■ Task goal ■
Write out, word for word, every line in the data below from the one containing "pub const FRAME_SAMPLES: usize = 960;" to the one containing "static SILENCE: [u8;", both of them included.

[Working data]

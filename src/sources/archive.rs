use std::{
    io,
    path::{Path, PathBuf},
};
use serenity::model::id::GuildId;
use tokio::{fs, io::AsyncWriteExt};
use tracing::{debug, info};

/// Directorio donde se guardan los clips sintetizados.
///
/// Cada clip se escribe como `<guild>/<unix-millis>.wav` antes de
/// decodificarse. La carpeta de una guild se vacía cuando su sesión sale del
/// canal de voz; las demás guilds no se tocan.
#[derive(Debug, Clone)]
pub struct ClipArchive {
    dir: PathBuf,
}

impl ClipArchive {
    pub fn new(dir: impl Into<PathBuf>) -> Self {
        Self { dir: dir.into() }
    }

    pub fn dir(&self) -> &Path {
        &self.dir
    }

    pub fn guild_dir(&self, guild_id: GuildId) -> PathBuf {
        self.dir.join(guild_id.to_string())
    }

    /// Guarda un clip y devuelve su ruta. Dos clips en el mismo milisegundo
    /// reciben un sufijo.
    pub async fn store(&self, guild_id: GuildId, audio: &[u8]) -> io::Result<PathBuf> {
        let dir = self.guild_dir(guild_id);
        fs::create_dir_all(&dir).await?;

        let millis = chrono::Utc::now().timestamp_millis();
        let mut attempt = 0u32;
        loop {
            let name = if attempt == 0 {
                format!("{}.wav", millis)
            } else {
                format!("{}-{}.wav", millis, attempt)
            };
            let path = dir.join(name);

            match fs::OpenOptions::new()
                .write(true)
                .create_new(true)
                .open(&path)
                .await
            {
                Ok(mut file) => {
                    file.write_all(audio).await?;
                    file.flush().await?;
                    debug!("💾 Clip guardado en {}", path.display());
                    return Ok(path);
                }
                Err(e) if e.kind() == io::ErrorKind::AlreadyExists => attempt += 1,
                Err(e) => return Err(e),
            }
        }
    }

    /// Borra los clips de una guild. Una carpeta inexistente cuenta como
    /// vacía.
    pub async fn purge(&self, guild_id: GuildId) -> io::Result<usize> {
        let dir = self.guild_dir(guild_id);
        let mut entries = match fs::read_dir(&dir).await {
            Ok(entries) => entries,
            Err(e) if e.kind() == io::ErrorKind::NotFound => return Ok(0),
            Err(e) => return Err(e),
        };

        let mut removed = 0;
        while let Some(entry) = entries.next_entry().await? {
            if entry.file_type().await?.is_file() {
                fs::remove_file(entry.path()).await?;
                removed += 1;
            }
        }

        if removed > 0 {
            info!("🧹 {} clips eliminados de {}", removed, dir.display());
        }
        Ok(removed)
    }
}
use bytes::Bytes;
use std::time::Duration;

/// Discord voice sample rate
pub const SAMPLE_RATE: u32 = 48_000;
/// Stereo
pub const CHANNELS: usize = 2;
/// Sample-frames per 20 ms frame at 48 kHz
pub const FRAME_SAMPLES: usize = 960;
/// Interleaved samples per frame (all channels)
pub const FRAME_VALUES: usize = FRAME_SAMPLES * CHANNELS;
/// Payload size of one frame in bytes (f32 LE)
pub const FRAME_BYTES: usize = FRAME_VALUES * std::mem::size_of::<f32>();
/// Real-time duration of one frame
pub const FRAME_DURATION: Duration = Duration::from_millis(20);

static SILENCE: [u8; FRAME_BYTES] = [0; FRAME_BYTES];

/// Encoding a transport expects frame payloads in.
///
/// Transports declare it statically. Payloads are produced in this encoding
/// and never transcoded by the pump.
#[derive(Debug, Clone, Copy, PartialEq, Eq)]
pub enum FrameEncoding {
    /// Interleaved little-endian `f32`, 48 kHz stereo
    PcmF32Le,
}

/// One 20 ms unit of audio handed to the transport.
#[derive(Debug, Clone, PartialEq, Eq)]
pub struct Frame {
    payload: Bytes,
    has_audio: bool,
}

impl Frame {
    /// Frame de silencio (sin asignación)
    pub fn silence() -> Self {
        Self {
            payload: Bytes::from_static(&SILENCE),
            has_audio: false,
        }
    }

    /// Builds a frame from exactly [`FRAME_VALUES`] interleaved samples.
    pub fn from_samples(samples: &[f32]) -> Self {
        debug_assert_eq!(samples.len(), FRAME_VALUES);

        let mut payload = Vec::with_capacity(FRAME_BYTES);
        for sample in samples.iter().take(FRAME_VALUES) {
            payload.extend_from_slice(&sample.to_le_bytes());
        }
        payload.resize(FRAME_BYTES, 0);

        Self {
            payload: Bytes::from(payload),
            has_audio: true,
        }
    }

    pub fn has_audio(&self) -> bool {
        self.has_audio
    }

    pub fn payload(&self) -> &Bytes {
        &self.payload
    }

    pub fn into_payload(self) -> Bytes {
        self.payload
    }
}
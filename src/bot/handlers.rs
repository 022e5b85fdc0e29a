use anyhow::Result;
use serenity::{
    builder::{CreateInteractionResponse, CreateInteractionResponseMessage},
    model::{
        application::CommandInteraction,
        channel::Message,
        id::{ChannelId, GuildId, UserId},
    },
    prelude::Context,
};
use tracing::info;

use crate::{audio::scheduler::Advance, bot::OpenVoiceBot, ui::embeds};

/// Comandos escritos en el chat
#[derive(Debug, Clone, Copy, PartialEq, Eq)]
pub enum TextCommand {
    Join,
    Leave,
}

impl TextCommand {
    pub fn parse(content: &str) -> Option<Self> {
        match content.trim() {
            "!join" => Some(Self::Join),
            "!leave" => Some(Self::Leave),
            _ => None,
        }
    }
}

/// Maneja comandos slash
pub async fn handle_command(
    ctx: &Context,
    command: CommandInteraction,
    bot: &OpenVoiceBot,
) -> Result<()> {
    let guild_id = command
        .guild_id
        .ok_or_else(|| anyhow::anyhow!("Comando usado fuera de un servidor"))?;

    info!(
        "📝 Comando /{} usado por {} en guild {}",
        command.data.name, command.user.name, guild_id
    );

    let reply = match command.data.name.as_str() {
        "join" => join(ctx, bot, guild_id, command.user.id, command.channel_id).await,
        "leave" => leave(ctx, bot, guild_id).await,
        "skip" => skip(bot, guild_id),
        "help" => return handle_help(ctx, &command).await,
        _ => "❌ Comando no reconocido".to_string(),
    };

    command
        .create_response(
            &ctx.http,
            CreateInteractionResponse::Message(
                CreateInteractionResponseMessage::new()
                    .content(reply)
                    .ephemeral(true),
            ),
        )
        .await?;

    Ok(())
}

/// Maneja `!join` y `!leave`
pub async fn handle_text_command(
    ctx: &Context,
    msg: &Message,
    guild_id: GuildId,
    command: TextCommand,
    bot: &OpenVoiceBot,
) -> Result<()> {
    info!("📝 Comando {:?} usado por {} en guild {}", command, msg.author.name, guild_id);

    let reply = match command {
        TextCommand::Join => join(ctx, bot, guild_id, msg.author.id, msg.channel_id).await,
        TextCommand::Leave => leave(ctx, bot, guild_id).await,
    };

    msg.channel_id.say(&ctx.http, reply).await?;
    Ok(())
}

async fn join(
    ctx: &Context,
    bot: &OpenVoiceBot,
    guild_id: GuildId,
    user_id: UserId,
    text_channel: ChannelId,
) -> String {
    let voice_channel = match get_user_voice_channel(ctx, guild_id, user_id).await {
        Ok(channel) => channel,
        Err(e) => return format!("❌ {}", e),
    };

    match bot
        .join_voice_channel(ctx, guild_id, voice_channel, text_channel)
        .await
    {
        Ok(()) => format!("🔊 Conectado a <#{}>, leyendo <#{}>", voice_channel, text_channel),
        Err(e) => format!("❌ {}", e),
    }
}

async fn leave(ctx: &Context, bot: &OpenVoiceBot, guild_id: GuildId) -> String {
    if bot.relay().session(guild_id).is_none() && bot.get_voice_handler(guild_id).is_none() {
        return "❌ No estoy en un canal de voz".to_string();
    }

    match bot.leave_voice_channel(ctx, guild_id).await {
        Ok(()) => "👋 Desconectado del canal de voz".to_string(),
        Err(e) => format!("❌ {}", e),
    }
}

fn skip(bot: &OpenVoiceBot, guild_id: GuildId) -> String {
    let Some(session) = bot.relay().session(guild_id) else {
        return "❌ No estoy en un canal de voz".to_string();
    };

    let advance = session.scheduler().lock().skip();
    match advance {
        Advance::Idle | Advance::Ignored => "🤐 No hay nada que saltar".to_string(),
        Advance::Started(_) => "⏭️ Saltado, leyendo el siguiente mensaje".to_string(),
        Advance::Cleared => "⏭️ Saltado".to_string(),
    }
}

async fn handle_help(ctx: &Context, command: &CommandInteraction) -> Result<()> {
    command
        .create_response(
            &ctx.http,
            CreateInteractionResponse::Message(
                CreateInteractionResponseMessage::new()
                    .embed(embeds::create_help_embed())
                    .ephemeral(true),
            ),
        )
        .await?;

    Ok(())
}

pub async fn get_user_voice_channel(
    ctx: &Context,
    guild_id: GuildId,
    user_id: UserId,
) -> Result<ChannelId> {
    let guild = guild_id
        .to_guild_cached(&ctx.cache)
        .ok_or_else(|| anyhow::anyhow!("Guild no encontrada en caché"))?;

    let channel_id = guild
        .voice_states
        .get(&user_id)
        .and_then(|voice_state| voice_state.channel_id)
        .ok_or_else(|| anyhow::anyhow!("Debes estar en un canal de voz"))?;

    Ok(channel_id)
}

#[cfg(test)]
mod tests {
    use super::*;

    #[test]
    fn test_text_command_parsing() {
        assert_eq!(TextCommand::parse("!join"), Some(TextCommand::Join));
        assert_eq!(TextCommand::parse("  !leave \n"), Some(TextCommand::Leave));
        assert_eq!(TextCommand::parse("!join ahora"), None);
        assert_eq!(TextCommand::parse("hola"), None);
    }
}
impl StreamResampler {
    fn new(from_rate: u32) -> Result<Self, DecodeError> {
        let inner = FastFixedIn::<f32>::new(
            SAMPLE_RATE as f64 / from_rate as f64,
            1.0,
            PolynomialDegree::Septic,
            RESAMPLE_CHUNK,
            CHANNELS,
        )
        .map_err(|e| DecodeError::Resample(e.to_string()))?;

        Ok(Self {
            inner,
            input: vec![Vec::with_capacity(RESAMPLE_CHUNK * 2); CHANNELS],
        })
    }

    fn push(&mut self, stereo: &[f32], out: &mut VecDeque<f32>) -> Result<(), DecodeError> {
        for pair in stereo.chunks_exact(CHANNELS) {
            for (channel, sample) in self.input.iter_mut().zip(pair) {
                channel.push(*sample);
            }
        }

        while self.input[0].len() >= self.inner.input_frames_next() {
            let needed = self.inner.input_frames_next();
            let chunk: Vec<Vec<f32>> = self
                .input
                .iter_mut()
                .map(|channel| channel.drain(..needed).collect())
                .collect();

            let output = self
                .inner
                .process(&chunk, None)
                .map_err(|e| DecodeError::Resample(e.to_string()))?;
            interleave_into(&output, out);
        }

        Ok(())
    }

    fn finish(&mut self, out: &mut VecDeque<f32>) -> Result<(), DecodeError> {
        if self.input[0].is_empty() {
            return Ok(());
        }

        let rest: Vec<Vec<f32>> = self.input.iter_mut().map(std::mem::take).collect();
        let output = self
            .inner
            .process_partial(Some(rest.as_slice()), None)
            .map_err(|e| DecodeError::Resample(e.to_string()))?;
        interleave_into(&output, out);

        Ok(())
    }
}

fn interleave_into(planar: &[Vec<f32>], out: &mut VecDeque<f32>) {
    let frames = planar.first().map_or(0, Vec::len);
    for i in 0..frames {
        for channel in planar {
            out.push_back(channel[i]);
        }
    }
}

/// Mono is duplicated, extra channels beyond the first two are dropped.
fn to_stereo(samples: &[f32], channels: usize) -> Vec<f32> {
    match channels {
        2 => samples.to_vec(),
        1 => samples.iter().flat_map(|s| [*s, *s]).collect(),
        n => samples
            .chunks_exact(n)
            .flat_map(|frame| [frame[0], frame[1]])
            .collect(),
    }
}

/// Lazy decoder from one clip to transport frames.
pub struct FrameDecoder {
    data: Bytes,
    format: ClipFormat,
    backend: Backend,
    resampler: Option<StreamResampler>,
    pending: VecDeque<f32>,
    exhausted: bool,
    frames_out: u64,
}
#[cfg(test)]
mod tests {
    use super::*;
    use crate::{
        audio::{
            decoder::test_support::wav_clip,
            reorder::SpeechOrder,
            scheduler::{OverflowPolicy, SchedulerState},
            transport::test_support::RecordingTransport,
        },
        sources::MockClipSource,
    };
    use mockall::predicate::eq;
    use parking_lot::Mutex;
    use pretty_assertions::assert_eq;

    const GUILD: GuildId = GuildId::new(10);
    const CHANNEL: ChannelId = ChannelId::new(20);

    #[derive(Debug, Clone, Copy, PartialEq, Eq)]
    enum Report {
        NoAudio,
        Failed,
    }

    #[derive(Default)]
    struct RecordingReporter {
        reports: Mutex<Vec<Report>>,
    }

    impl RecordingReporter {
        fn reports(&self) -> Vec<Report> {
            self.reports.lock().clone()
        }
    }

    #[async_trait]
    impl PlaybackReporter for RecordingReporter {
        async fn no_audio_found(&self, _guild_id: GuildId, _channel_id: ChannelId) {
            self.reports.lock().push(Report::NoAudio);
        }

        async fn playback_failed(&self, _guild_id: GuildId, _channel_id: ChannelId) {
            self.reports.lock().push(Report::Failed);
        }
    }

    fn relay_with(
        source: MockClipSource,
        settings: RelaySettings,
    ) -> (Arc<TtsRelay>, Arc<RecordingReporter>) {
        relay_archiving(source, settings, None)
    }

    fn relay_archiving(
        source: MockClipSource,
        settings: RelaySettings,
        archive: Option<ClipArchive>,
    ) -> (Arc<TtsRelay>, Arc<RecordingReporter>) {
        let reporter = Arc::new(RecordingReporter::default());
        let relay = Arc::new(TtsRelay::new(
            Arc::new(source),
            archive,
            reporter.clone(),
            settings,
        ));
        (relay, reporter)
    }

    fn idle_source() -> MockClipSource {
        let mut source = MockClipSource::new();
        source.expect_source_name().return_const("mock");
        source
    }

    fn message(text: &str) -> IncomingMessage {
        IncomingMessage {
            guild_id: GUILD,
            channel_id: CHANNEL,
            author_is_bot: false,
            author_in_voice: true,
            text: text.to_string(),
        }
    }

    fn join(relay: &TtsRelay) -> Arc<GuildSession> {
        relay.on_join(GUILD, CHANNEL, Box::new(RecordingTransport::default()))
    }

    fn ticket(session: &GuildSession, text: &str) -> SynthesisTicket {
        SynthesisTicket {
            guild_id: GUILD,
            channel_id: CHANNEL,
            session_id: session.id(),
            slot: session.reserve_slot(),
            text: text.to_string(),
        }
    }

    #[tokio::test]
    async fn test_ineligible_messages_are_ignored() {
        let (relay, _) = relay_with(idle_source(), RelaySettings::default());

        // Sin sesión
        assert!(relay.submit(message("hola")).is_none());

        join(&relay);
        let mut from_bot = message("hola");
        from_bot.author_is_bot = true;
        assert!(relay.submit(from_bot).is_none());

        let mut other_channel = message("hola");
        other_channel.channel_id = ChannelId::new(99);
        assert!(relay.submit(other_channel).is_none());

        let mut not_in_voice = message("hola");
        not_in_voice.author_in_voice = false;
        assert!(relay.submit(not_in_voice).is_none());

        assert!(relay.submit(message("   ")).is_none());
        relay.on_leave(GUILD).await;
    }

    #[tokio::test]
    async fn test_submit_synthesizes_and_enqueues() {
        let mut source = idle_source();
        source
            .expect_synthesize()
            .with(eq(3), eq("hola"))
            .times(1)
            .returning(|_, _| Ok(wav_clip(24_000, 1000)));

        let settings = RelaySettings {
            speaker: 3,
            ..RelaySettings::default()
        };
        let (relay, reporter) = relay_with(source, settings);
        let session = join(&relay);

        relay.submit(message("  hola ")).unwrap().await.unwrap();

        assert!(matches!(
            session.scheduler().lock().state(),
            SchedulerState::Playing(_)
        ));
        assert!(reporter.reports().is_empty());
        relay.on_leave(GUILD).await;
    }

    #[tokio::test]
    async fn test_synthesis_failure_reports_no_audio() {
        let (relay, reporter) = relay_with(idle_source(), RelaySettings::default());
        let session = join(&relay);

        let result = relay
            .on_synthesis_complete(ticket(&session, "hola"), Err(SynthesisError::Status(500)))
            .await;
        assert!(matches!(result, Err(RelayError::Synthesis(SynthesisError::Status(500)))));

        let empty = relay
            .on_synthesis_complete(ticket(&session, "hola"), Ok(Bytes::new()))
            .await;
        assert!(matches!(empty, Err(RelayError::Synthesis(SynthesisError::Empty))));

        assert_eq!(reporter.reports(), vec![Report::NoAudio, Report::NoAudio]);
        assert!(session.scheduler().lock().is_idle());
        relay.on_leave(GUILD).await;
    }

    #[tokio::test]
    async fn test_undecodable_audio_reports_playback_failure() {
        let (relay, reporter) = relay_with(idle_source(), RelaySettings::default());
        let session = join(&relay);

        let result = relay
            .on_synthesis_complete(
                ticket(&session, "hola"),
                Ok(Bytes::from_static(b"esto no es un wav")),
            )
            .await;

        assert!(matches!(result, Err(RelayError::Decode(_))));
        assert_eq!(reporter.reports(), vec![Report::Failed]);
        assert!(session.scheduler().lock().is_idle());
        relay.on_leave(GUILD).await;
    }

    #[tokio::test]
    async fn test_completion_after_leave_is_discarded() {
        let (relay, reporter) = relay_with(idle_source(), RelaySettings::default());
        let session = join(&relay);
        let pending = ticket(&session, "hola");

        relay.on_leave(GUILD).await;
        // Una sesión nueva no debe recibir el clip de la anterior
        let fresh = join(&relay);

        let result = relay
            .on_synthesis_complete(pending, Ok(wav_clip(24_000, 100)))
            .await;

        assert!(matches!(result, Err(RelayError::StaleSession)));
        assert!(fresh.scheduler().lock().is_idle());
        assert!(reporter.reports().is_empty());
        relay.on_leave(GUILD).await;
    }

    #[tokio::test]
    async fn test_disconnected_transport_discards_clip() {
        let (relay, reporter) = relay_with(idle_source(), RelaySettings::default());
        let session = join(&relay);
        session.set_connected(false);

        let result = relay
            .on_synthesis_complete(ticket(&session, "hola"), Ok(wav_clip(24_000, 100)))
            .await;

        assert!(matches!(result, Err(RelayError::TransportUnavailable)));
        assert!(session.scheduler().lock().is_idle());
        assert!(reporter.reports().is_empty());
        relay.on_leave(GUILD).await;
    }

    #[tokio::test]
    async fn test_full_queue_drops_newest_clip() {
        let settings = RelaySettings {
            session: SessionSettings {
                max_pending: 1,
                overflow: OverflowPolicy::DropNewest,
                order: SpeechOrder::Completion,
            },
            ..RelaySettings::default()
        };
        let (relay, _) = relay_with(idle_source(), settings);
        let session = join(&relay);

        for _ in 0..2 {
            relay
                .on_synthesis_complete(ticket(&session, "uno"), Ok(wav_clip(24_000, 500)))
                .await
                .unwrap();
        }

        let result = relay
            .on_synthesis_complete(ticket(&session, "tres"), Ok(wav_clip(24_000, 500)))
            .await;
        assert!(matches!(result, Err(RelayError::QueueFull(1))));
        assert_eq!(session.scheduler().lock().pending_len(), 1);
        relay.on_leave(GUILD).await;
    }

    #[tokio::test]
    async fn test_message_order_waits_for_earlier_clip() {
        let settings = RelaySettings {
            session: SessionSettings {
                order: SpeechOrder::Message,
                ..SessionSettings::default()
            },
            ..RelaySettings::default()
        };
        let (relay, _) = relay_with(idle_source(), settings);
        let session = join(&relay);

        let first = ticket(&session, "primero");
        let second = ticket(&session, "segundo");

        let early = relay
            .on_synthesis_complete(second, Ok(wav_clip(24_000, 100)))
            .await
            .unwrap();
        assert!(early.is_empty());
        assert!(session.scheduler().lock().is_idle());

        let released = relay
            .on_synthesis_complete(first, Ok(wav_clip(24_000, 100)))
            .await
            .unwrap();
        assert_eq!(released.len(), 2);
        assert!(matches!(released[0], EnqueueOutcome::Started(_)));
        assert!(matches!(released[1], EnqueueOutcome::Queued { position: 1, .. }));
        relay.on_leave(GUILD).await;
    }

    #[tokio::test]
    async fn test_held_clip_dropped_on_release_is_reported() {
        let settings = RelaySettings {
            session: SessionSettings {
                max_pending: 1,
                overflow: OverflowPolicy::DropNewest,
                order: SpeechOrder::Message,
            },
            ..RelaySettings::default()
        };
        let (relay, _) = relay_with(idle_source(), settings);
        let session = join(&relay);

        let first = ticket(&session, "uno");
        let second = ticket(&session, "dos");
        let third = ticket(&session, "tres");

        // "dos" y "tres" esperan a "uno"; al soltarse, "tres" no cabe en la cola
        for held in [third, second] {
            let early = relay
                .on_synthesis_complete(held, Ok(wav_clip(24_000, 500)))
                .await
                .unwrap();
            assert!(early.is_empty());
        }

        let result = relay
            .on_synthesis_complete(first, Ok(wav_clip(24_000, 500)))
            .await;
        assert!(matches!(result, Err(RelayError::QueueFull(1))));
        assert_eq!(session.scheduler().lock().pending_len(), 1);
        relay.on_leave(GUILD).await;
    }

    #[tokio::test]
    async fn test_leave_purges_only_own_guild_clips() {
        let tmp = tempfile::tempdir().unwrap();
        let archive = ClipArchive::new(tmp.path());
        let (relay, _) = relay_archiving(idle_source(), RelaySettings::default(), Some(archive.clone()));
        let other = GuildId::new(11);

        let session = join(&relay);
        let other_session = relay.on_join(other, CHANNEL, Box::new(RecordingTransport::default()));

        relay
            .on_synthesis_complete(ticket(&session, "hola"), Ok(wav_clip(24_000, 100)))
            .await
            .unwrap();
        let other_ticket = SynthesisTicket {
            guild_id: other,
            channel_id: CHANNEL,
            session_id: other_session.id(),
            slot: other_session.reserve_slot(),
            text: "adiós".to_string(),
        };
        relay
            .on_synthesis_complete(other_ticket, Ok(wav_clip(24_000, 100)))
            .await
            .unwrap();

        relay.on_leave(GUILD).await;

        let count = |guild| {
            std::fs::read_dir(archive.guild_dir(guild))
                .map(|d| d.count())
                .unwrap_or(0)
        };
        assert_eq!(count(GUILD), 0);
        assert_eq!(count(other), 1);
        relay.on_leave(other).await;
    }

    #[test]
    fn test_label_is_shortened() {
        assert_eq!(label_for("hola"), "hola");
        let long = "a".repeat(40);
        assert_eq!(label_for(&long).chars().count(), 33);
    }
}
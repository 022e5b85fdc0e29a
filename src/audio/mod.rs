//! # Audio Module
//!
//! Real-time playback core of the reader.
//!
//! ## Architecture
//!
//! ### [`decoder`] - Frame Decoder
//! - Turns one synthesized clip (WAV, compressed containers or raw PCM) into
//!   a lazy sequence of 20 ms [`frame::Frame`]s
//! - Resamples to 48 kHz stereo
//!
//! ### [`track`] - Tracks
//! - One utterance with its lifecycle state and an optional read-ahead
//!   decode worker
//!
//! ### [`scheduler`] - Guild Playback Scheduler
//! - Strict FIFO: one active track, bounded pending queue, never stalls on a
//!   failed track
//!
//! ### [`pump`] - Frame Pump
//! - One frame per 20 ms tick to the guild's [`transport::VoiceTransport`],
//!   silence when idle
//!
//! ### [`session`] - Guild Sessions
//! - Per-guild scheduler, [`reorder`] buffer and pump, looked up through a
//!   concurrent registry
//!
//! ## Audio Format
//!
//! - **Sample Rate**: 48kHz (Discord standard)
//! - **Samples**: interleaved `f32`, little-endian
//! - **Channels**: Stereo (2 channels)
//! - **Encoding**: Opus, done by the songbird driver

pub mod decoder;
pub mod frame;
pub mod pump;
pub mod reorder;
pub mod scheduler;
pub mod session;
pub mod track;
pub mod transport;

[/Working data]

■ Answer section ■
pub const FRAME_SAMPLES: usize = 960;
/// Interleaved samples per frame (all channels)
pub const FRAME_VALUES: usize = FRAME_SAMPLES * CHANNELS;
/// Payload size of one frame in bytes (f32 LE)
pub const FRAME_BYTES: usize = FRAME_VALUES * std::mem::size_of::<f32>();
/// Real-time duration of one frame
pub const FRAME_DURATION: Duration = Duration::from_millis(20);

static SILENCE: [u8; FRAME_BYTES] = [0; FRAME_BYTES];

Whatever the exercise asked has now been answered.